- Ничего не случится, - отрезал ему путь к отступлению Бутурлин. - Аль не желаешь со мною выпить? С фельдмаршалом, главным своим начальником?! Обижаешь, князь.
Обижать своего начальника Репнину не хотелось, и Репнин выпил с ним ещё. А потом ещё и ещё. После четырёх бокалов фельдмаршал сделался таким любвеобильным, что полез к гостю целоваться.

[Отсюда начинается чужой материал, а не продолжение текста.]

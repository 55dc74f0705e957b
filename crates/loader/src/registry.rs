//! Installed module locations and the composite class path built from them.

use std::sync::Arc;

use indexmap::IndexSet;
use parking_lot::Mutex;
use rustc_hash::FxHashSet;
use sprig_classpath::{ClassPath, normalize_location};
use url::Url;

use crate::cache::ResolutionCache;
use crate::error::RegistryError;

struct RegistryState {
	class_path: Arc<ClassPath>,
	locations: IndexSet<Url>,
	ignored: FxHashSet<Url>,
}

/// Set of installed code locations backing one [`ResolutionCache`].
///
/// The composite [`ClassPath`] is extended in place by
/// [`LoaderRegistry::install`]. Uninstalling only marks a location ignored:
/// classes already defined from it stay defined, and the location stays on
/// the search path until [`LoaderRegistry::rebuild`].
pub struct LoaderRegistry {
	cache: ResolutionCache,
	state: Mutex<Option<RegistryState>>,
}

impl LoaderRegistry {
	pub fn new(cache: ResolutionCache) -> Self {
		Self { cache, state: Mutex::new(None) }
	}

	/// Builds the composite class path and binds it to the cache.
	///
	/// Runs once. A location that cannot be opened leaves the registry
	/// uninitialized.
	///
	/// # Panics
	///
	/// Panics if the registry is already initialized.
	pub fn initialize<'a>(&self, locations: impl IntoIterator<Item = &'a Url>) -> Result<(), RegistryError> {
		let mut state = self.state.lock();
		if state.is_some() {
			drop(state);
			already_initialized();
		}

		let locations: IndexSet<Url> = locations.into_iter().map(normalize_location).collect();
		let class_path = Arc::new(ClassPath::new(&locations)?);
		self.cache.bind_parent(Arc::clone(&class_path));
		tracing::info!(locations = locations.len(), "loader registry initialized");

		*state = Some(RegistryState {
			class_path,
			locations,
			ignored: FxHashSet::default(),
		});
		Ok(())
	}

	pub fn is_initialized(&self) -> bool {
		self.state.lock().is_some()
	}

	/// Makes `location` visible to resolution. `None` does nothing.
	///
	/// # Panics
	///
	/// Panics if the registry is not initialized.
	pub fn install(&self, location: Option<&Url>) -> Result<(), RegistryError> {
		let Some(location) = location else {
			return Ok(());
		};
		let location = normalize_location(location);

		let mut guard = self.state.lock();
		let state = guard.as_mut().unwrap_or_else(|| uninitialized("install"));
		if state.ignored.remove(&location) {
			tracing::debug!(%location, "code location reinstalled");
		} else if !state.locations.contains(&location) {
			state.class_path.append(&location)?;
			state.locations.insert(location.clone());
			tracing::debug!(%location, "code location installed");
		}
		self.cache.reset_loader();
		Ok(())
	}

	/// Marks `location` ignored. `None` does nothing.
	///
	/// The location is not removed from the live class path.
	///
	/// # Panics
	///
	/// Panics if the registry is not initialized.
	pub fn uninstall(&self, location: Option<&Url>) {
		let Some(location) = location else {
			return;
		};
		let location = normalize_location(location);

		let mut guard = self.state.lock();
		let state = guard.as_mut().unwrap_or_else(|| uninitialized("uninstall"));
		if state.locations.contains(&location) && state.ignored.insert(location.clone()) {
			tracing::debug!(%location, "code location uninstalled");
		}
		self.cache.reset_loader();
	}

	/// The live composite class path.
	///
	/// # Panics
	///
	/// Panics if the registry is not initialized.
	pub fn current_loader(&self) -> Arc<ClassPath> {
		let guard = self.state.lock();
		let state = guard.as_ref().unwrap_or_else(|| uninitialized("current_loader"));
		Arc::clone(&state.class_path)
	}

	/// Installed locations in installation order, ignored ones included.
	pub fn locations(&self) -> Vec<Url> {
		self.state.lock().as_ref().map(|s| s.locations.iter().cloned().collect()).unwrap_or_default()
	}

	/// Locations uninstalled since the last rebuild, sorted.
	pub fn ignored(&self) -> Vec<Url> {
		let mut ignored: Vec<Url> = self.state.lock().as_ref().map(|s| s.ignored.iter().cloned().collect()).unwrap_or_default();
		ignored.sort();
		ignored
	}

	pub fn is_ignored(&self, location: &Url) -> bool {
		let location = normalize_location(location);
		self.state.lock().as_ref().is_some_and(|s| s.ignored.contains(&location))
	}

	/// Replaces the class path with a fresh one over the non-ignored
	/// locations, forgetting ignored ones and every class defined so far.
	///
	/// # Panics
	///
	/// Panics if the registry is not initialized.
	pub fn rebuild(&self) -> Result<(), RegistryError> {
		let mut guard = self.state.lock();
		let state = guard.as_mut().unwrap_or_else(|| uninitialized("rebuild"));

		let locations: IndexSet<Url> = state.locations.iter().filter(|l| !state.ignored.contains(*l)).cloned().collect();
		let class_path = Arc::new(ClassPath::new(&locations)?);
		let dropped = state.ignored.len();

		state.class_path = Arc::clone(&class_path);
		state.locations = locations;
		state.ignored.clear();
		self.cache.bind_parent(class_path);
		tracing::debug!(locations = state.locations.len(), dropped, "loader registry rebuilt");
		Ok(())
	}
}

impl std::fmt::Debug for LoaderRegistry {
	fn fmt(&self, f: &mut std::fmt::Formatter<'_>) -> std::fmt::Result {
		f.debug_struct("LoaderRegistry")
			.field("initialized", &self.is_initialized())
			.field("locations", &self.locations().len())
			.field("ignored", &self.ignored().len())
			.finish()
	}
}

#[cold]
fn uninitialized(op: &str) -> ! {
	panic!("LoaderRegistry::{op} called before initialize")
}

#[cold]
fn already_initialized() -> ! {
	panic!("LoaderRegistry::initialize called twice")
}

- Ты - мой друг, и я тебя люблю. Проси что хочешь - всё для тебя сделаю. Говоришь, отпуск? Дам тебе отпуск. Не на два, а даже на три месяца могу дать. Отдыхай. Только малость надо подождать. Надобно сперва учинить пруссакам новое поражение. Сделаем сие - пошлю тебя с реляцией в Петербург, и будет у тебя не только отпуск, но и чин генерала. Верь мне, всё будет так, как я говорю. И давай за это выпьем.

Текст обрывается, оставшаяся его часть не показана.